PROBLEM TO WORK ON: Where does the string "info" occur in the records below? Copy every line that holds it.

SOURCE MATERIAL:

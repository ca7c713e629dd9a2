//! Command dispatch

use std::io;

use clap::CommandFactory;
use clap_complete::generate;
use tracing::{debug, instrument, warn};

use crate::application::services::{EditorSession, MutationOutcome, TreeService};
use crate::cli::args::{Cli, Commands, ConfigCommands};
use crate::cli::error::{CliError, CliResult};
use crate::cli::output;
use crate::cli::render::{render_forest, report_lines};
use crate::cli::shell;
use crate::config::{global_config_path, Settings};
use crate::domain::{NodeId, NodeType};
use crate::infrastructure::di::ServiceContainer;

pub fn execute_command(cli: &Cli) -> CliResult<()> {
    let Some(command) = &cli.command else {
        return Err(CliError::Usage(
            "no command given, try 'orgtree --help'".into(),
        ));
    };

    match command {
        Commands::Completion { shell } => {
            let mut cmd = Cli::command();
            let name = cmd.get_name().to_string();
            generate(*shell, &mut cmd, name, &mut io::stdout());
            Ok(())
        }
        Commands::Config { command } => cmd_config(cli, command),
        Commands::Tree { all, expand } => {
            let container = build_container(cli)?;
            cmd_tree(container.tree_service(), *all, expand)
        }
        Commands::Add {
            parent,
            name,
            description,
            node_type,
        } => {
            let container = build_container(cli)?;
            cmd_add(
                container.editor_session(),
                *parent,
                name,
                description,
                *node_type,
            )
        }
        Commands::Edit {
            id,
            name,
            description,
            node_type,
        } => {
            let container = build_container(cli)?;
            cmd_edit(
                container.editor_session(),
                *id,
                name.as_deref(),
                description.as_deref(),
                *node_type,
            )
        }
        Commands::Delete { id } => {
            let container = build_container(cli)?;
            cmd_delete(container.tree_service(), *id)
        }
        Commands::Check => {
            let container = build_container(cli)?;
            cmd_check(container.tree_service())
        }
        Commands::Shell => {
            let container = build_container(cli)?;
            cmd_shell(container.editor_session())
        }
    }
}

/// Settings from every layer, command line flags last.
pub fn load_settings(cli: &Cli) -> CliResult<Settings> {
    let mut settings = Settings::load(cli.config.as_deref())?;
    settings.apply_overrides(cli.url.as_deref(), cli.policy);
    settings.validate()?;
    debug!("settings: {:?}", settings);
    Ok(settings)
}

fn build_container(cli: &Cli) -> CliResult<ServiceContainer> {
    Ok(ServiceContainer::new(load_settings(cli)?)?)
}

/// Wait for background writes and turn failures into an error.
fn finish(service: &mut TreeService) -> CliResult<()> {
    service.flush();
    let failures = service.take_failures();
    if failures.is_empty() {
        return Ok(());
    }
    for f in &failures {
        output::failure(&format!(
            "{} #{}: {}{}",
            f.kind,
            f.id,
            f.error,
            if f.rolled_back { " (rolled back)" } else { "" }
        ));
    }
    Err(CliError::SyncFailed {
        count: failures.len(),
    })
}

#[instrument(level = "debug", skip(service))]
fn cmd_tree(mut service: TreeService, all: bool, expand: &[NodeId]) -> CliResult<()> {
    service.load()?;
    if all {
        service.expand_all();
    }
    for &id in expand {
        if !service.is_expanded(id) {
            service.toggle_expand(id);
        }
    }

    print!("{}", render_forest(&service.hierarchy(), service.expansion()));

    let report = service.report();
    if !report.is_consistent() {
        output::warning(&format!(
            "{} node(s) not shown, run 'orgtree check'",
            report.hidden().len() + report.duplicates.len()
        ));
    }
    Ok(())
}

#[instrument(level = "debug", skip(session, description))]
fn cmd_add(
    mut session: EditorSession,
    parent: Option<NodeId>,
    name: &str,
    description: &str,
    node_type: Option<NodeType>,
) -> CliResult<()> {
    session.service_mut().load()?;

    let mut form = session.on_add(parent)?;
    form.name = name.to_string();
    form.description = description.to_string();
    if let Some(node_type) = node_type {
        form.node_type = node_type.to_string();
    }
    session.submit(&form)?;

    let mut service = session.into_service();
    if let Some(node) = service.nodes().last() {
        output::success(&format!("added {node}"));
    }
    finish(&mut service)
}

#[instrument(level = "debug", skip(session, description))]
fn cmd_edit(
    mut session: EditorSession,
    id: NodeId,
    name: Option<&str>,
    description: Option<&str>,
    node_type: Option<NodeType>,
) -> CliResult<()> {
    if name.is_none() && description.is_none() && node_type.is_none() {
        return Err(CliError::InvalidArgs(
            "nothing to change, give --name, --description or --type".into(),
        ));
    }
    session.service_mut().load()?;

    let mut form = session
        .on_edit(id)
        .ok_or(crate::application::ApplicationError::NodeNotFound(id))?;
    if let Some(name) = name {
        form.name = name.to_string();
    }
    if let Some(description) = description {
        form.description = description.to_string();
    }
    if let Some(node_type) = node_type {
        form.node_type = node_type.to_string();
    }
    session.submit(&form)?;

    let mut service = session.into_service();
    if let Some(node) = service.get(id) {
        output::success(&format!("updated {node}"));
    }
    finish(&mut service)
}

#[instrument(level = "debug", skip(service))]
fn cmd_delete(mut service: TreeService, id: NodeId) -> CliResult<()> {
    service.load()?;
    let orphans = service.store().children_of(id).count();

    match service.delete(id)? {
        MutationOutcome::Applied => {
            output::success(&format!("deleted #{id}"));
            if orphans > 0 {
                output::warning(&format!("{orphans} child node(s) of #{id} are now orphans"));
            }
        }
        MutationOutcome::NoOp => output::warning(&format!("no node #{id}, nothing deleted")),
    }
    finish(&mut service)
}

#[instrument(level = "debug", skip(service))]
fn cmd_check(mut service: TreeService) -> CliResult<()> {
    service.load()?;
    let report = service.report();

    output::info(&format!(
        "{} node(s), {} root(s), {} shown",
        service.nodes().len(),
        report.roots.len(),
        report.visible
    ));
    let lines = report_lines(&report);
    if lines.is_empty() {
        output::success("tree is consistent");
        return Ok(());
    }
    for line in &lines {
        output::failure(line);
    }
    Err(CliError::Inconsistent(format!(
        "{} problem(s) found",
        lines.len()
    )))
}

fn cmd_shell(mut session: EditorSession) -> CliResult<()> {
    if let Err(e) = session.service_mut().load() {
        warn!("starting with an empty tree: {}", e);
        output::warning(&format!("could not load tree: {e}"));
    }
    let stdin = io::stdin();
    let mut input = stdin.lock();
    let mut out = io::stdout();
    shell::run(&mut session, &mut input, &mut out)
}

fn cmd_config(cli: &Cli, command: &ConfigCommands) -> CliResult<()> {
    match command {
        ConfigCommands::Show => {
            let settings = load_settings(cli)?;
            print!("{}", settings.to_toml()?);
        }
        ConfigCommands::Template => print!("{}", Settings::template()),
        ConfigCommands::Path => {
            match global_config_path() {
                Some(path) => {
                    let state = if path.exists() { "" } else { " (not found)" };
                    output::info(&format!("global: {}{}", path.display(), state));
                }
                None => output::info("global: (no config directory on this system)"),
            }
            if let Some(path) = &cli.config {
                output::info(&format!("explicit: {}", path.display()));
            }
        }
    }
    Ok(())
}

SOLUTION TO THIS PROBLEM:
    output::info(&format!(
                    output::info(&format!("global: {}{}", path.display(), state));
                None => output::info("global: (no config directory on this system)"),
                output::info(&format!("explicit: {}", path.display()));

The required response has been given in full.